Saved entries
_ _ _ _ _ _ _

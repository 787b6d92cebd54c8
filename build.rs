//! Build script to embed the default dictionary
//!
//! Reads the word list file and generates a Rust source file with a const slice.

use std::env;
use std::fs;
use std::io::Write;
use std::path::Path;

fn main() {
    let out_dir = env::var("OUT_DIR").unwrap();

    generate_word_list(
        "data/words.txt",
        &Path::new(&out_dir).join("dictionary.rs"),
        "DICTIONARY",
        "Default five-letter dictionary used by the clue filter",
    );

    println!("cargo:rerun-if-changed=data/words.txt");
}

fn generate_word_list(input_path: &str, output_path: &Path, const_name: &str, doc_comment: &str) {
    let content = fs::read_to_string(input_path)
        .unwrap_or_else(|e| panic!("Failed to read {input_path}: {e}"));

    // Blank lines and `#` comments are not words
    let words: Vec<&str> = content
        .lines()
        .map(str::trim)
        .filter(|line| !line.is_empty() && !line.starts_with('#'))
        .collect();
    let count = words.len();

    let mut output = fs::File::create(output_path)
        .unwrap_or_else(|e| panic!("Failed to create {}: {e}", output_path.display()));

    writeln!(output, "// Generated word list").unwrap();
    writeln!(output, "//").unwrap();
    writeln!(output, "// {doc_comment} ({count} words)").unwrap();
    writeln!(output).unwrap();
    writeln!(output, "/// {doc_comment}").unwrap();
    writeln!(output, "pub const {const_name}: &[&str] = &[").unwrap();

    for word in words {
        writeln!(output, "    \"{word}\",").unwrap();
    }

    writeln!(output, "];").unwrap();
    writeln!(output).unwrap();
    writeln!(output, "/// Number of words in {const_name}").unwrap();
    writeln!(output, "pub const {const_name}_COUNT: usize = {count};").unwrap();
}
//! Terminal output formatting
//!
//! Display utilities for CLI results and pretty-printing.

pub mod display;
pub mod formatters;

pub use display::{
    print_answer, print_best_single, print_candidates, print_clue, print_guess, print_singles,
};
//! Interactive clue filter
//!
//! Guesses are entered as `LLLLL CCCCC` lines. Each batch of clues is merged
//! and the dictionary words still consistent with it are listed.

use crate::core::{Clue, ClueError, Feedback, Word, filter, parse_guess};
use std::io::{self, BufRead, Write};
use tracing::debug;

/// Line that ends a batch of clues, or the session at batch start
pub const END: &str = ".";

/// Line that replays every previous guess, asking only for new colors
pub const REPEAT: &str = "*";

/// Printed whenever a line is rejected
pub const REJECTED: &str = "---FEIL---";

/// Accumulated state of a clue session
pub struct ClueSession<'a> {
    dictionary: &'a [Word],
    guesses: Vec<Word>,
    clue: Clue,
}

impl<'a> ClueSession<'a> {
    #[must_use]
    pub fn new(dictionary: &'a [Word]) -> Self {
        Self {
            dictionary,
            guesses: Vec::new(),
            clue: Clue::identity(),
        }
    }

    /// Forget the current constraints, keeping the guessed words
    pub fn start_batch(&mut self) {
        self.clue = Clue::identity();
    }

    /// Merge a full `LLLLL CCCCC` clue line into the batch
    ///
    /// # Errors
    /// Returns `ClueError` if the line is malformed or contradicts the batch;
    /// the session is unchanged in that case.
    pub fn add(&mut self, line: &str) -> Result<(Word, Feedback), ClueError> {
        let (guess, feedback) = parse_guess(line)?;
        self.clue.merge(&Clue::from_guess(&guess, feedback))?;
        self.guesses.push(guess.clone());
        Ok((guess, feedback))
    }

    /// Merge new colors for a word guessed earlier
    ///
    /// # Errors
    /// Returns `ClueError` if the colors are malformed or contradict the batch.
    pub fn replay(&mut self, guess: &Word, colors: &str) -> Result<(), ClueError> {
        let clue: Clue = format!("{guess} {colors}").parse()?;
        self.clue.merge(&clue)
    }

    /// Every word guessed so far, in entry order
    #[must_use]
    pub fn guesses(&self) -> &[Word] {
        &self.guesses
    }

    /// Constraints of the current batch
    #[must_use]
    pub const fn clue(&self) -> &Clue {
        &self.clue
    }

    /// Dictionary words consistent with the current batch
    #[must_use]
    pub fn candidates(&self) -> Vec<&'a Word> {
        filter(self.dictionary, &self.clue)
    }
}

/// Run the interactive clue filter until `.` at batch start or EOF
///
/// # Errors
///
/// Returns an error only if reading input or writing output fails.
pub fn run_clues<R: BufRead, W: Write>(
    dictionary: &[Word],
    mut input: R,
    mut output: W,
) -> io::Result<()> {
    print_instructions(&mut output)?;

    let mut session = ClueSession::new(dictionary);
    let Some(mut line) = read_line(&mut input)? else {
        return Ok(());
    };

    while line != END {
        session.start_batch();

        if line == REPEAT {
            let previous = session.guesses().to_vec();
            for guess in &previous {
                loop {
                    write!(output, "{guess} ")?;
                    output.flush()?;
                    let Some(colors) = read_line(&mut input)? else {
                        return Ok(());
                    };
                    match session.replay(guess, &colors) {
                        Ok(()) => break,
                        Err(e) => reject(&mut output, &e)?,
                    }
                }
            }
        } else {
            while let Err(e) = session.add(&line) {
                reject(&mut output, &e)?;
                let Some(next) = read_line(&mut input)? else {
                    return Ok(());
                };
                line = next;
            }
        }

        loop {
            let Some(next) = read_line(&mut input)? else {
                return write_candidates(&mut output, &session.candidates());
            };
            if next == END {
                break;
            }
            if let Err(e) = session.add(&next) {
                reject(&mut output, &e)?;
            }
        }

        write_candidates(&mut output, &session.candidates())?;

        line = match read_line(&mut input)? {
            Some(next) => next,
            None => break,
        };
    }

    Ok(())
}

fn print_instructions<W: Write>(output: &mut W) -> io::Result<()> {
    writeln!(output, "Enter the clues already guessed, one line each.")?;
    writeln!(
        output,
        "Each line should first have the letters guessed, then the colors returned."
    )?;
    writeln!(
        output,
        "B: black (not included), G: Green (right letter, right place), \
         Y: Yellow (right letter, wrong place)"
    )?;
    writeln!(output)?;
    writeln!(output, "To end clue entry, type a line containing just a `{END}`")?;
    writeln!(
        output,
        "To stop getting words, type a line containing just a `{END}`"
    )?;
    writeln!(output)?;
    writeln!(output, "Hint: power lucks admin")?;
    writeln!(
        output,
        "To repeat the same words you've already entered prior, enter `{REPEAT}`."
    )?;
    writeln!(output, "Then, just enter color codes on the next lines.")
}

fn write_candidates<W: Write>(output: &mut W, candidates: &[&Word]) -> io::Result<()> {
    writeln!(output, "\nPossible Words:")?;
    for word in candidates {
        writeln!(output, "{word}")?;
    }
    writeln!(output)
}

fn reject<W: Write>(output: &mut W, error: &ClueError) -> io::Result<()> {
    debug!(%error, "clue rejected");
    writeln!(output, "{REJECTED}")
}

fn read_line<R: BufRead>(input: &mut R) -> io::Result<Option<String>> {
    let mut line = String::new();
    if input.read_line(&mut line)? == 0 {
        return Ok(None);
    }
    Ok(Some(line.trim().to_string()))
}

_ _ _ _ _ _ _

• _Instructions for the task_
If a line in the data above contains "create", return that line.

• _Solution for this exercise_
    let mut output = fs::File::create(output_path)
        .unwrap_or_else(|e| panic!("Failed to create {}: {e}", output_path.display()));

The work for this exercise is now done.